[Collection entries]
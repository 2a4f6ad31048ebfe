//! End-to-end reconciliation against the in-memory node.

use hotpin_core::{
    Cid, HotPointer, MemoryLedger, MemoryNode, NodeError, OwnershipScope, PinLedger, PinMode,
    PinStrategy, Reconciler, ReconcilerConfig, TickKind, TickOutcome,
};
use std::collections::BTreeMap;
use std::sync::Arc;

const POINTER: &str = "/ipns/mirrors.example.org/.hotdata";

fn cid(s: &str) -> Cid {
    Cid::new(s).unwrap()
}

fn config(strategy: PinStrategy, scope: OwnershipScope) -> ReconcilerConfig {
    ReconcilerConfig::new(HotPointer::new(POINTER).unwrap())
        .with_strategy(strategy)
        .with_scope(scope)
}

fn pin_set(entries: &[(&str, PinMode)]) -> BTreeMap<Cid, PinMode> {
    entries.iter().map(|(c, m)| (cid(c), *m)).collect()
}

struct Harness {
    node: Arc<MemoryNode>,
    ledger: Arc<MemoryLedger>,
    reconciler: Reconciler,
}

impl Harness {
    fn new(strategy: PinStrategy, scope: OwnershipScope) -> Self {
        let node = Arc::new(MemoryNode::new());
        let ledger = Arc::new(MemoryLedger::new());
        let reconciler =
            Reconciler::new(node.clone(), ledger.clone(), config(strategy, scope)).unwrap();
        Self {
            node,
            ledger,
            reconciler,
        }
    }
}

#[tokio::test]
async fn pointer_moves_then_naming_outage() {
    let h = Harness::new(PinStrategy::RecursiveSweep, OwnershipScope::Owned);

    h.node.publish(POINTER, &cid("bafycid1")).await;
    let report = h.reconciler.tick(TickKind::First).await;
    assert!(report.is_clean());
    assert_eq!(h.node.pins().await, pin_set(&[("bafycid1", PinMode::Recursive)]));

    h.node.publish(POINTER, &cid("bafycid2")).await;
    let report = h.reconciler.tick(TickKind::Subsequent).await;
    assert!(report.is_clean());
    assert_eq!(report.removed(), 1);
    assert_eq!(report.added(), Some(&cid("bafycid2")));
    assert_eq!(h.node.pins().await, pin_set(&[("bafycid2", PinMode::Recursive)]));

    h.node.set_naming_outage(true).await;
    let report = h.reconciler.tick(TickKind::Subsequent).await;
    assert!(matches!(report.outcome, TickOutcome::ResolutionFailed(_)));
    assert!(report.is_noop());
    assert_eq!(h.node.pins().await, pin_set(&[("bafycid2", PinMode::Recursive)]));

    h.node.set_naming_outage(false).await;
    let report = h.reconciler.tick(TickKind::Subsequent).await;
    assert!(report.is_clean());
    assert!(report.is_noop());
}

#[tokio::test]
async fn withdrawn_pointer_leaves_the_slot_alone() {
    let h = Harness::new(PinStrategy::DirectSlot, OwnershipScope::Owned);
    h.node.publish(POINTER, &cid("bafycid1")).await;
    h.reconciler.tick(TickKind::First).await;

    h.node.unpublish(POINTER).await;
    let report = h.reconciler.tick(TickKind::Subsequent).await;
    match &report.outcome {
        TickOutcome::ResolutionFailed(err) => {
            assert!(matches!(err.source, NodeError::NotFound(_)));
        }
        other => panic!("unexpected outcome {:?}", other),
    }
    assert!(report.is_noop());
    assert_eq!(h.node.pins().await, pin_set(&[("bafycid1", PinMode::Direct)]));
    assert_eq!(h.ledger.owned().unwrap().len(), 1);
}

#[tokio::test]
async fn single_slot_holds_across_any_sequence() {
    let sequence = ["c1", "c2", "c2", "c3", "c1", "c4", "c4"];

    for (strategy, mode) in [
        (PinStrategy::RecursiveSweep, PinMode::Recursive),
        (PinStrategy::DirectSlot, PinMode::Direct),
    ] {
        let h = Harness::new(strategy, OwnershipScope::Owned);

        for (i, c) in sequence.iter().enumerate() {
            h.node.publish(POINTER, &cid(c)).await;
            let kind = if i == 0 {
                TickKind::First
            } else {
                TickKind::Subsequent
            };
            let report = h.reconciler.tick(kind).await;

            assert!(report.is_clean(), "{}: tick {} not clean", strategy, i);
            assert_eq!(
                h.node.pins().await,
                pin_set(&[(c, mode)]),
                "{}: wrong pin set after tick {}",
                strategy,
                i
            );
            let owned: Vec<Cid> = h.ledger.owned().unwrap().into_iter().map(|p| p.cid).collect();
            assert_eq!(owned, vec![cid(c)]);
        }
    }
}

#[tokio::test]
async fn unchanged_pointer_is_idempotent() {
    for strategy in [PinStrategy::RecursiveSweep, PinStrategy::DirectSlot] {
        let h = Harness::new(strategy, OwnershipScope::Owned);
        h.node.publish(POINTER, &cid("bafyhot")).await;

        h.reconciler.tick(TickKind::First).await;
        let before = h.node.pins().await;
        let mutations = h.node.mutation_count().await;

        let report = h.reconciler.tick(TickKind::Subsequent).await;
        assert!(report.is_noop(), "{} repeated work", strategy);
        assert_eq!(h.node.pins().await, before);
        assert_eq!(h.node.mutation_count().await, mutations);
    }
}

#[tokio::test]
async fn cleanup_is_best_effort() {
    let h = Harness::new(PinStrategy::RecursiveSweep, OwnershipScope::All);
    for c in ["bafya", "bafyb", "bafyc"] {
        h.node.insert_pin(cid(c), PinMode::Recursive).await;
    }
    h.node.fail_unpin(cid("bafya")).await;
    h.node.publish(POINTER, &cid("bafyd")).await;

    let report = h.reconciler.tick(TickKind::First).await;

    let attempted: Vec<&Cid> = report.unpin_attempts().collect();
    assert_eq!(attempted, vec![&cid("bafya"), &cid("bafyb"), &cid("bafyc")]);
    assert_eq!(report.removed(), 2);
    assert_eq!(report.failed(), 1);
    assert_eq!(report.added(), Some(&cid("bafyd")));
    assert!(matches!(report.outcome, TickOutcome::Incomplete));
    assert_eq!(
        h.node.pins().await,
        pin_set(&[("bafya", PinMode::Recursive), ("bafyd", PinMode::Recursive)])
    );
}

#[tokio::test]
async fn operator_pins_survive_owned_scope() {
    let h = Harness::new(PinStrategy::RecursiveSweep, OwnershipScope::Owned);
    h.node.insert_pin(cid("bafyoperator"), PinMode::Recursive).await;

    for (i, c) in ["c1", "c2", "c3"].iter().enumerate() {
        h.node.publish(POINTER, &cid(c)).await;
        let kind = if i == 0 {
            TickKind::First
        } else {
            TickKind::Subsequent
        };
        h.reconciler.tick(kind).await;

        let pins = h.node.pins().await;
        assert!(pins.contains_key(&cid("bafyoperator")));
        assert!(pins.contains_key(&cid(c)));
        assert_eq!(pins.len(), 2);
    }
}

#[tokio::test]
async fn all_scope_sweeps_operator_pins() {
    let h = Harness::new(PinStrategy::RecursiveSweep, OwnershipScope::All);
    h.node.insert_pin(cid("bafyoperator"), PinMode::Recursive).await;
    h.node.publish(POINTER, &cid("c1")).await;

    let report = h.reconciler.tick(TickKind::First).await;

    assert!(report.is_clean());
    assert_eq!(h.node.pins().await, pin_set(&[("c1", PinMode::Recursive)]));
}

#[tokio::test]
async fn pin_store_outage_changes_nothing() {
    let h = Harness::new(PinStrategy::DirectSlot, OwnershipScope::Owned);
    h.node.publish(POINTER, &cid("c1")).await;
    h.reconciler.tick(TickKind::First).await;

    h.node.publish(POINTER, &cid("c2")).await;
    h.node.set_pin_store_outage(true).await;
    let report = h.reconciler.tick(TickKind::Subsequent).await;

    assert!(matches!(report.outcome, TickOutcome::PinStoreUnavailable(_)));
    assert!(report.is_noop());
    assert_eq!(h.node.pins().await, pin_set(&[("c1", PinMode::Direct)]));

    h.node.set_pin_store_outage(false).await;
    let report = h.reconciler.tick(TickKind::Subsequent).await;
    assert!(report.is_clean());
    assert_eq!(h.node.pins().await, pin_set(&[("c2", PinMode::Direct)]));
}

#[tokio::test]
async fn switching_strategy_hands_over_the_slot() {
    let node = Arc::new(MemoryNode::new());
    let ledger = Arc::new(MemoryLedger::new());
    node.publish(POINTER, &cid("c1")).await;

    let direct = Reconciler::new(
        node.clone(),
        ledger.clone(),
        config(PinStrategy::DirectSlot, OwnershipScope::Owned),
    )
    .unwrap();
    direct.tick(TickKind::First).await;
    assert_eq!(node.pins().await, pin_set(&[("c1", PinMode::Direct)]));

    node.publish(POINTER, &cid("c2")).await;
    let sweep = Reconciler::new(
        node.clone(),
        ledger.clone(),
        config(PinStrategy::RecursiveSweep, OwnershipScope::Owned),
    )
    .unwrap();
    let report = sweep.tick(TickKind::First).await;

    assert!(report.is_clean());
    assert_eq!(node.pins().await, pin_set(&[("c2", PinMode::Recursive)]));
}
//! Tick scheduling and shutdown.
//!
//! The reconciler never sleeps on its own; it asks a [`TickSource`] for the
//! next tick. [`IntervalTicker`] provides the real cadence: the first tick
//! fires at once, each later tick fires one interval after the previous
//! tick finished. [`ManualTicker`] fires when told to, for tests and for
//! callers that want to trigger a reconciliation themselves.

use crate::report::TickKind;
use async_trait::async_trait;
use std::time::Duration;
use tokio::sync::{mpsc, watch};

/// Something that says when the next tick is due.
#[async_trait]
pub trait TickSource: Send {
    /// Wait for the next tick. `None` means no more ticks will come.
    async fn next_tick(&mut self) -> Option<TickKind>;
}

/// Resolve once shutdown has been requested.
///
/// A dropped sender counts as a shutdown request.
pub async fn shutdown_requested(shutdown: &mut watch::Receiver<bool>) {
    loop {
        if *shutdown.borrow_and_update() {
            return;
        }
        if shutdown.changed().await.is_err() {
            return;
        }
    }
}

/// First tick immediately, then one tick per interval.
pub struct IntervalTicker {
    interval: Duration,
    started: bool,
    shutdown: watch::Receiver<bool>,
}

impl IntervalTicker {
    pub fn new(interval: Duration, shutdown: watch::Receiver<bool>) -> Self {
        Self {
            interval,
            started: false,
            shutdown,
        }
    }
}

#[async_trait]
impl TickSource for IntervalTicker {
    async fn next_tick(&mut self) -> Option<TickKind> {
        if *self.shutdown.borrow() {
            return None;
        }
        if !self.started {
            self.started = true;
            return Some(TickKind::First);
        }
        tokio::select! {
            _ = tokio::time::sleep(self.interval) => Some(TickKind::Subsequent),
            _ = shutdown_requested(&mut self.shutdown) => None,
        }
    }
}

/// Fires a tick each time its [`ManualTrigger`] is pulled.
pub struct ManualTicker {
    rx: mpsc::Receiver<()>,
    started: bool,
}

/// The handle that fires a [`ManualTicker`]. Dropping it ends the ticks.
#[derive(Clone)]
pub struct ManualTrigger {
    tx: mpsc::Sender<()>,
}

impl ManualTicker {
    pub fn channel() -> (ManualTrigger, ManualTicker) {
        let (tx, rx) = mpsc::channel(16);
        (
            ManualTrigger { tx },
            ManualTicker { rx, started: false },
        )
    }
}

impl ManualTrigger {
    /// Request one tick. Returns false if the ticker is gone.
    pub async fn fire(&self) -> bool {
        self.tx.send(()).await.is_ok()
    }
}

#[async_trait]
impl TickSource for ManualTicker {
    async fn next_tick(&mut self) -> Option<TickKind> {
        self.rx.recv().await?;
        if self.started {
            Some(TickKind::Subsequent)
        } else {
            self.started = true;
            Some(TickKind::First)
        }
    }
}
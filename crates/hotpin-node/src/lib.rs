//! Hotpin Node - Hot-Data Pin Daemon
//!
//! Runs the hotpin reconciler against a Kubo-compatible node, keeping the
//! node's pin set on whatever dataset the hot pointer names.
//!
//! # Architecture
//!
//! - **Kubo**: RPC client implementing the reconciler's `Node` contract
//! - **Storage**: RocksDB-backed ownership ledger
//! - **Node**: environment configuration, startup and signal handling
//!
//! # Example
//!
//! ```no_run
//! use hotpin_node::{HotpinConfig, HotpinNode};
//!
//! #[tokio::main]
//! async fn main() -> Result<(), Box<dyn std::error::Error>> {
//!     let config = HotpinConfig::from_env()?;
//!     let node = HotpinNode::new(config)?;
//!     node.run().await?;
//!     Ok(())
//! }
//! ```

pub mod error;
pub mod kubo;
pub mod node;
pub mod storage;

pub use error::{Error, Result};
pub use kubo::KuboNode;
pub use node::{HotpinConfig, HotpinNode, DEFAULT_POINTER};
pub use storage::Storage;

Work task:
I'd like an exact copy of the lines above, from the very first one through the line that contains "async fn pointer_moves_then_naming_outage()", with nothing else added.

Completed task:
repository 2a4f6ad31048ebfe
//! End-to-end reconciliation against the in-memory node.

use hotpin_core::{
    Cid, HotPointer, MemoryLedger, MemoryNode, NodeError, OwnershipScope, PinLedger, PinMode,
    PinStrategy, Reconciler, ReconcilerConfig, TickKind, TickOutcome,
};
use std::collections::BTreeMap;
use std::sync::Arc;

const POINTER: &str = "/ipns/mirrors.example.org/.hotdata";

fn cid(s: &str) -> Cid {
    Cid::new(s).unwrap()
}

fn config(strategy: PinStrategy, scope: OwnershipScope) -> ReconcilerConfig {
    ReconcilerConfig::new(HotPointer::new(POINTER).unwrap())
        .with_strategy(strategy)
        .with_scope(scope)
}

fn pin_set(entries: &[(&str, PinMode)]) -> BTreeMap<Cid, PinMode> {
    entries.iter().map(|(c, m)| (cid(c), *m)).collect()
}

struct Harness {
    node: Arc<MemoryNode>,
    ledger: Arc<MemoryLedger>,
    reconciler: Reconciler,
}

impl Harness {
    fn new(strategy: PinStrategy, scope: OwnershipScope) -> Self {
        let node = Arc::new(MemoryNode::new());
        let ledger = Arc::new(MemoryLedger::new());
        let reconciler =
            Reconciler::new(node.clone(), ledger.clone(), config(strategy, scope)).unwrap();
        Self {
            node,
            ledger,
            reconciler,
        }
    }
}

#[tokio::test]
async fn pointer_moves_then_naming_outage() {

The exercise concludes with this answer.